You probably can’t tell from looking at me, but my body endures constant abuse. No, it’s not like I’m getting battered in a boxing ring, working on an oil rig near the Arctic Circle, or fighting forest fires in the Wild West. The dents run deeper, with my stomach, liver, and kidneys taking the hits. After all, I am a food writer.
Sure, getting to partake in 12 to 20 restaurant meals per week probably sounds great, and for the most part, it is. I’ve managed to experience some of the best food on the planet, from chefs both famous, infamous, and anonymous, and when a meal’s really on-point, it’s thrilling. Still, all that fat, salt and sauce can take a toll.
This is hardly a new phenomenon. Even though I’ve only been writing professionally about food since 2005, food’s been a priority in my life since the mid ‘90s, when I was the restaurant critic for my college newspaper, the Vanderbilt Hustler. I spent seven intervening years working in television, but even then, I made it a point to seek great food, whether it was during an out-of-the-way lunch run, or around-the-world trip. Initially, I rarely experienced any adverse effects.
Hell, when my friend Ben Mayer still lived in San Francisco, we’d eat several meals back-to-back-to-back, and follow that up with a run over the city’s biggest hills, to the Bay and beyond. Of course, that’s when I was in my 20’s, and my body bounced back much easier. Now, I’m 37, and Bounce has become something that keeps static cling at bay.
In addition to my duties with Food GPS, where the clock’s never off, I also accept freelance assignments for publications I respect. I’ve powered through L.A.’s best hamburgers, nachos and fried chicken, all for the sake of “research.” Clearly, the public’s a better place for knowing that Salt’s Cure makes a great burger, and Tokyo Fried Chicken Co. is crushing the fried chicken competition.

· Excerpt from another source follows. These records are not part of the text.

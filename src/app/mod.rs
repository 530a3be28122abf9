pub mod error;

pub use error::{Result, SluiceError};
pub mod result;
pub mod target;

pub use result::{ErrorKind, FetchOutcome, FetchResult, ResultSet};
pub use target::TargetSpec;
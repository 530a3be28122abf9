pub mod fanout;
pub mod http;

use async_trait::async_trait;

use crate::app::Result;

pub use fanout::Fetcher;
pub use http::HttpTransport;

/// A fully buffered HTTP response: status code plus final byte buffer.
#[derive(Debug, Clone)]
pub struct TransportResponse {
    pub status: u16,
    pub body: Vec<u8>,
}

/// The injected HTTP capability: issue one GET and report either the
/// buffered response or a transport-level failure.
#[async_trait]
pub trait Transport {
    async fn get(&self, url: &str) -> Result<TransportResponse>;
}
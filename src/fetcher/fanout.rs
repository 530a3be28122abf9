use std::sync::Arc;
use std::time::Duration;

use serde::Deserialize;
use tokio::sync::Semaphore;
use url::Url;

use crate::app::{Result, SluiceError};
use crate::config::{BodyPolicy, FetchConfig};
use crate::domain::{FetchOutcome, FetchResult, ResultSet, TargetSpec};
use crate::fetcher::{HttpTransport, Transport};

/// Shape of the seed response body: `{"urls": [{"url": "..."}, ...]}`.
#[derive(Debug, Deserialize)]
struct SeedList {
    urls: Vec<SeedEntry>,
}

#[derive(Debug, Deserialize)]
struct SeedEntry {
    url: String,
}

/// Bounded-concurrency fan-out fetcher.
///
/// Resolves a seed URL into targets, then fetches every target with at most
/// `max_concurrency` requests in flight. Each target's outcome lands in its
/// own result slot; failures never cross slots.
pub struct Fetcher {
    transport: Arc<dyn Transport + Send + Sync>,
    policy: BodyPolicy,
    timeout: Option<Duration>,
}

impl Fetcher {
    pub fn new(transport: Arc<dyn Transport + Send + Sync>) -> Self {
        Self::with_policy(transport, BodyPolicy::Raw)
    }

    pub fn with_policy(transport: Arc<dyn Transport + Send + Sync>, policy: BodyPolicy) -> Self {
        Self {
            transport,
            policy,
            timeout: None,
        }
    }

    /// Per-request deadline, enforced around each transport call. A fired
    /// timeout is a transport failure for that slot only.
    pub fn with_timeout(mut self, timeout: Option<Duration>) -> Self {
        self.timeout = timeout;
        self
    }

    /// reqwest-backed fetcher honoring the config's timeout and body policy.
    pub fn from_config(config: &FetchConfig) -> Self {
        Self::with_policy(
            Arc::new(HttpTransport::new(config.per_request_timeout)),
            config.body_policy,
        )
        .with_timeout(config.per_request_timeout)
    }

    /// Fetch the seed URL and parse its body as a target list.
    ///
    /// Indices are assigned in parse order, 0-based, and stay stable for the
    /// life of the targets. Errors here are fatal: without a valid list
    /// there is nothing to fetch.
    pub async fn fetch_list(&self, seed_url: &str) -> Result<Vec<TargetSpec>> {
        Url::parse(seed_url)?;

        let response = self.transport.get(seed_url).await?;
        let parsed: SeedList = serde_json::from_slice(&response.body)?;

        tracing::debug!("Seed {} resolved to {} targets", seed_url, parsed.urls.len());

        Ok(parsed
            .urls
            .into_iter()
            .enumerate()
            .map(|(index, entry)| TargetSpec::new(index, entry.url))
            .collect())
    }

    /// Fetch every target, admitting at most `max_concurrency` requests in
    /// flight at any instant.
    ///
    /// Returns only once every target has produced exactly one result.
    /// Result slots are ordered by target index, not completion order.
    pub async fn fetch_all(&self, targets: Vec<TargetSpec>, max_concurrency: usize) -> ResultSet {
        if targets.is_empty() {
            return ResultSet::default();
        }

        let semaphore = Arc::new(Semaphore::new(max_concurrency.max(1)));
        let mut indices = Vec::with_capacity(targets.len());
        let mut handles = Vec::with_capacity(targets.len());

        for target in targets {
            let transport = self.transport.clone();
            let semaphore = semaphore.clone();
            let policy = self.policy;
            let timeout = self.timeout;

            indices.push(target.index);
            handles.push(tokio::spawn(async move {
                let _permit = semaphore.acquire().await.expect("Semaphore closed");
                fetch_single(&transport, &target, policy, timeout).await
            }));
        }

        let mut results = Vec::with_capacity(handles.len());
        for (position, joined) in futures::future::join_all(handles).await.into_iter().enumerate() {
            match joined {
                Ok(result) => results.push(result),
                Err(e) => {
                    // The slot still has to be filled: one result per target.
                    tracing::error!("Task join error: {}", e);
                    results.push(FetchResult {
                        index: indices[position],
                        outcome: FetchOutcome::Transport {
                            message: format!("task aborted: {e}"),
                        },
                    });
                }
            }
        }

        results.sort_by_key(|r| r.index);

        let failed = results.iter().filter(|r| r.error().is_some()).count();
        tracing::info!("Fetched {} targets, {} failed", results.len(), failed);

        ResultSet::new(results)
    }

    /// End-to-end: resolve the seed list, then fan out.
    pub async fn run(&self, config: &FetchConfig) -> Result<ResultSet> {
        let targets = self.fetch_list(&config.seed_url).await?;
        Ok(self.fetch_all(targets, config.max_concurrency).await)
    }
}

async fn fetch_single(
    transport: &Arc<dyn Transport + Send + Sync>,
    target: &TargetSpec,
    policy: BodyPolicy,
    timeout: Option<Duration>,
) -> FetchResult {
    let attempt = transport.get(&target.url);
    let attempt = match timeout {
        Some(limit) => match tokio::time::timeout(limit, attempt).await {
            Ok(result) => result,
            Err(_) => Err(SluiceError::Transport(format!(
                "request timed out after {limit:?}"
            ))),
        },
        None => attempt.await,
    };

    let outcome = match attempt {
        Ok(response) => {
            tracing::debug!(
                "Got response for {} {}: status {}",
                target.index,
                target.url,
                response.status
            );
            interpret_body(response.status, response.body, policy)
        }
        Err(e) => {
            tracing::warn!("Transport failure for {} {}: {}", target.index, target.url, e);
            FetchOutcome::Transport {
                message: e.to_string(),
            }
        }
    };

    FetchResult {
        index: target.index,
        outcome,
    }
}

fn interpret_body(status: u16, bytes: Vec<u8>, policy: BodyPolicy) -> FetchOutcome {
    match policy {
        BodyPolicy::Raw => FetchOutcome::Body { status, bytes },
        BodyPolicy::JsonStrict => match serde_json::from_slice::<serde_json::Value>(&bytes) {
            Ok(_) => FetchOutcome::Body { status, bytes },
            Err(e) => FetchOutcome::Parse {
                status,
                message: e.to_string(),
            },
        },
    }
}
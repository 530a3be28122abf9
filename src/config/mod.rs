//! Fetch options recognized by sluice.
//!
//! There is no configuration file; callers construct a [`FetchConfig`] and
//! hand it to [`Fetcher::run`](crate::fetcher::fanout::Fetcher::run).

use std::time::Duration;

/// Default ceiling on simultaneously in-flight requests.
pub const DEFAULT_MAX_CONCURRENCY: usize = 100;

/// How target response bodies are interpreted.
#[derive(Debug, Clone, Copy, PartialEq, Eq, Default)]
pub enum BodyPolicy {
    /// Record every received body verbatim, whatever its content or status.
    #[default]
    Raw,
    /// Require each body to decode as JSON; an undecodable body is recorded
    /// as a parse error in that target's slot (status preserved).
    JsonStrict,
}

/// Recognized fetch options.
#[derive(Debug, Clone)]
pub struct FetchConfig {
    /// URL whose response body holds the target list.
    pub seed_url: String,
    /// Maximum number of requests in flight at any instant. Must be > 0.
    pub max_concurrency: usize,
    /// Per-request timeout; `None` disables the timeout. A fired timeout is
    /// a transport failure for that slot only.
    pub per_request_timeout: Option<Duration>,
    /// Body interpretation policy for target responses.
    pub body_policy: BodyPolicy,
}

impl Default for FetchConfig {
    fn default() -> Self {
        Self {
            seed_url: String::new(),
            max_concurrency: DEFAULT_MAX_CONCURRENCY,
            per_request_timeout: None,
            body_policy: BodyPolicy::default(),
        }
    }
}

impl FetchConfig {
    pub fn new(seed_url: impl Into<String>) -> Self {
        Self {
            seed_url: seed_url.into(),
            ..Self::default()
        }
    }

    pub fn timeout(mut self, timeout: Duration) -> Self {
        self.per_request_timeout = Some(timeout);
        self
    }
}
use thiserror::Error;

#[derive(Error, Debug)]
pub enum SluiceError {
    #[error("HTTP error: {0}")]
    Http(#[from] reqwest::Error),

    #[error("Transport error: {0}")]
    Transport(String),

    #[error("Parse error: {0}")]
    Parse(#[from] serde_json::Error),

    #[error("Invalid URL: {0}")]
    InvalidUrl(#[from] url::ParseError),
}

pub type Result<T> = std::result::Result<T, SluiceError>;
//! # Sluice
//!
//! A bounded-concurrency URL fan-out fetcher.
//!
//! Sluice resolves a seed URL into a list of target URLs, then retrieves
//! every target concurrently under an explicit concurrency ceiling,
//! collecting the outcomes into a stable, index-addressable result set:
//!
//! ```text
//! fetch_list(seed) → Vec<TargetSpec> → fetch_all(targets, k) → ResultSet
//! ```
//!
//! Per-request failures are isolated: a refused connection or timeout on one
//! target is recorded in that target's slot and never disturbs its siblings.
//! Every submitted target produces exactly one [`FetchResult`](domain::FetchResult),
//! and the returned [`ResultSet`](domain::ResultSet) is ordered by index, not
//! by completion time.
//!
//! ## Modules
//!
//! - [`app`]: crate-wide error type and `Result` alias
//! - [`config`]: recognized fetch options and the body-decode policy
//! - [`domain`]: core domain models (TargetSpec, FetchResult, ResultSet)
//! - [`fetcher`]: the transport seam, the reqwest transport, and the
//!   semaphore-bounded fan-out core

pub mod app;
pub mod config;
pub mod domain;
pub mod fetcher;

There have been some extreme examples of my “commitment” over the years, perhaps none more glaring than the two weeks in 2008 when I was researching offal for a dineLA story. At that point in California’s history, I could still eat foie gras with impunity, and of course did. There was one lunch at a bygone Lebanese restaurant in Encino, called Alcazar, where I devoured chicken liver, lamb’s tongue, and lamb fries (yes, that’s a euphemism).
On the uncomfortable drive home from Alcazar, longtime friend Matthew Kang had a wild idea, restraint, and even prescribed a diet of steamed white rice and pickled Korean vegetables. After three straight meals, the combo stabilized my stomach. However, instead of taking it easy, I ran back down the offal-lined road.
By the end of my meal at LudoBites, where I downed a slab of blood pudding and a foie gras cupcake, I hit the wall…again…but continued to attend multi-course dinners.
Finally, I saw a doctor. Remarkably, a physical revealed no damage and my cholesterol levels were miraculously in check. My doctor preached portion control and prescribed pills to pre-emptively derail my discomfort. I started popping pills 30 minutes prior to each big meal to help limit the symptoms.
Maybe it was psychosomatic, but the pills seemed to work, and I slowly regained confidence in my ability to eat normally. In 2011, I stopped writing restaurant news, which amped up the RPMs on my hamster wheel. Now, my girlfriend and I are going carb-free on (most) Mondays, and I’ve even returned to running, making sure to storm the Santa Monica waterfront path at least once or twice a week. All told, I’ve started to achieve what could finally be described as balance, and my side of the seesaw is no longer planted in the dirt.
The human body is resilient. I’ve seen my system bounce back, and want to ensure that my second act doesn’t end up like legendary author A.J. Liebling of “Between Meals” fame, who suffered from gout and only took constitutionals to clear room for more food. I’m happy to increase willpower and limit intake to a level short of gluttony in order to move forward as a productive food writer.